The NDAA is not only must-pass legislation, it is always-passes legislation. So it tends to attract riders that are only tangentially related to defense, if at all — issues such as gun control or the environment.

In addition, defense-related disputes also have loomed large in the recent past — such as over major weapons like the F-22 fighter jet program; the future of the U.S. military-run detention center at Guantanamo Bay, Cuba; the role of women or LGBT people in the military; or the rights of alleged terrorists in U.S. detention.

If the bill remains unresolved into the fall, as it typically does, it can be a magnet for debates that the parties think galvanize base supporters.

This year, there were just fewer such controversies in the House and Senate bills, and people were determined to avoid adding any hot-button new topics.

Members and staff shared a “motivation to finish before the pressure grew to add midterm-motivated airdrops,” one senior aide said.

Another reason for the speedy completion of the NDAA conference: the Armed Services Committees undertook fewer major overhauls of Defense Department operations than they have in some years past, such as the sweeping changes proposed previously in the U.S. military’s acquisition, personnel or retirement systems.

The bill did make adjustments to these systems, but they were not the major muscle movements of some years past.

“There were no big efforts to move the building around,” one staffer said, in a reference to the Pentagon.

Presence of the absent McCain

Then there was the effect on the conference of John McCain, the Senate Armed Services chairman. His sway was considerable, even though he is being treated for brain cancer in his home state.

The fiscal 2019 law will be named after the Arizona Republican.

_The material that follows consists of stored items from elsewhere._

//! `POST /upload_csv` over HTTP, as a multipart form.

use async_trait::async_trait;
use reqwest::multipart::{Form, Part};
use tracing::debug;

use stellar_contracts::{
    error::TransportError,
    request::{UploadCandidate, CSV_MEDIA_TYPE},
    wire::{UploadReply, UPLOAD_FIELD},
};
use stellar_core::traits::IngestBackend;

use crate::http::{decode_response, network_error};

/// Uploads the staged file as the single multipart field `file`.
pub struct HttpIngestBackend {
    client: reqwest::Client,
    url: String,
}

impl HttpIngestBackend {
    pub fn new(client: reqwest::Client, url: impl Into<String>) -> Self {
        Self {
            client,
            url: url.into(),
        }
    }

    pub fn url(&self) -> &str {
        &self.url
    }
}

fn file_part(candidate: &UploadCandidate) -> Result<Part, TransportError> {
    let media_type = candidate.media_type.as_deref().unwrap_or(CSV_MEDIA_TYPE);
    Part::bytes(candidate.contents.clone())
        .file_name(candidate.name.clone())
        .mime_str(media_type)
        .map_err(network_error)
}

#[async_trait]
impl IngestBackend for HttpIngestBackend {
    async fn upload(&self, candidate: &UploadCandidate) -> Result<UploadReply, TransportError> {
        let form = Form::new().part(UPLOAD_FIELD, file_part(candidate)?);
        let resp = self
            .client
            .post(&self.url)
            .multipart(form)
            .send()
            .await
            .map_err(network_error)?;
        let reply: UploadReply = decode_response(resp).await?;
        debug!(
            url = %self.url,
            file = %candidate.name,
            status = %reply.status,
            "upload acknowledged"
        );
        Ok(reply)
    }
}
//! `POST /query` over HTTP.

use async_trait::async_trait;
use tracing::debug;

use stellar_contracts::{
    error::TransportError,
    request::QueryRequest,
    wire::{QueryBody, QueryReply},
};
use stellar_core::traits::QueryBackend;

use crate::http::{decode_response, network_error};

/// Sends `{"query": text}` as JSON and returns the reply's `answer`.
pub struct HttpQueryBackend {
    client: reqwest::Client,
    url: String,
}

impl HttpQueryBackend {
    pub fn new(client: reqwest::Client, url: impl Into<String>) -> Self {
        Self {
            client,
            url: url.into(),
        }
    }

    pub fn url(&self) -> &str {
        &self.url
    }
}

#[async_trait]
impl QueryBackend for HttpQueryBackend {
    async fn query(&self, request: &QueryRequest) -> Result<String, TransportError> {
        let body = QueryBody {
            query: request.text.clone(),
        };
        let resp = self
            .client
            .post(&self.url)
            .json(&body)
            .send()
            .await
            .map_err(network_error)?;
        let reply: QueryReply = decode_response(resp).await?;
        debug!(url = %self.url, answer_len = reply.answer.len(), "query answered");
        Ok(reply.answer)
    }
}
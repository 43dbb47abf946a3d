//! Turning a path on disk into an `UploadCandidate`.

use std::path::Path;

use stellar_contracts::{
    error::{StellarError, StellarResult},
    request::{UploadCandidate, CSV_MEDIA_TYPE},
};

/// Read `path` fully and describe it the way a file picker would.
///
/// The media type is declared only for a `.csv` extension (any case);
/// everything else is left undeclared and judged by name alone.
pub fn candidate_from_path(path: &Path) -> StellarResult<UploadCandidate> {
    let contents = std::fs::read(path).map_err(|e| StellarError::FileReadError {
        path: path.display().to_string(),
        reason: e.to_string(),
    })?;
    let name = path
        .file_name()
        .map(|n| n.to_string_lossy().into_owned())
        .ok_or_else(|| StellarError::FileReadError {
            path: path.display().to_string(),
            reason: "path has no file name".to_string(),
        })?;
    let media_type = path
        .extension()
        .filter(|ext| ext.eq_ignore_ascii_case("csv"))
        .map(|_| CSV_MEDIA_TYPE.to_string());
    Ok(UploadCandidate::new(name, media_type, contents))
}
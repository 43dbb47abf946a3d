//! Event objects a UI binding feeds into a controller, and the controller's
//! reaction to each.
//!
//! Any front end (CLI, TUI, web bridge) translates its own input callbacks
//! into these values, so the controller logic never sees a UI framework.

use crate::{error::ValidationError, outcome::RequestOutcome, request::UploadCandidate};

/// Where a file selection came from.
#[derive(Debug, Clone, Copy, PartialEq, Eq)]
pub enum FileSource {
    Picker,
    Drop,
}

/// Input events for the query workflow.
#[derive(Debug, Clone, PartialEq, Eq)]
pub enum QueryEvent {
    /// The user pressed submit with this text in the box.
    Submit { text: String },
}

/// Input events for the ingestion workflow.
#[derive(Debug, Clone, PartialEq, Eq)]
pub enum IngestEvent {
    /// A drag is hovering over the drop zone.
    DragOver,
    /// The picker changed; `None` when the dialog was dismissed.
    FilePicked(Option<UploadCandidate>),
    /// Something was dropped; `None` when the drop carried no file.
    FileDropped(Option<UploadCandidate>),
    /// The user pressed upload.
    Submit,
    /// The user pressed cancel.
    Cancel,
}

/// What a controller did with an event.
#[derive(Debug, Clone, PartialEq, Eq)]
pub enum Reaction {
    /// Drag-over accepted without validation.
    DragAccepted,
    /// A file passed validation and is now staged.
    Staged { name: String },
    /// Nothing happened (dismissed picker, event not valid in this phase).
    Ignored,
    /// Validation failed; a destructive notification was issued.
    Rejected(ValidationError),
    /// The staged file and any stale outcome were discarded.
    Cancelled,
    /// A submission reached a terminal outcome.
    Resolved(RequestOutcome),
    /// A submission is already in flight.
    Busy,
}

Conferees said they wanted to ensure that the bill could be enacted as soon as possible for him. They said they didn’t want to fumble the job in his absence.

“There was a sentiment that you really want to get it done while McCain is still here,” said GOP Rep. Mike D. Rogers of Alabama.

“Maybe people were acting out of respect for his legacy,” said GOP Rep. Doug Lamborn of Colorado.

“We were honored to get it done for McCain,” said Democratic Rep. Jim Langevin of Rhode Island, another senior conferee.

McCain’s views were well-known and communicated to the conferees, according to Thornberry. James M. Inhofe of Oklahoma, the No. 2 Republican on the Senate Armed Services panel, stood in for McCain.

“His stamp is obviously on it very heavily,” Thornberry said. “In the negotiations, Sen. Inhofe was very faithful in advocating for Sen. McCain’s position.” Thornberry added that this position was sometimes “tricky” for Inhofe, “because he might have had different opinions of his own.”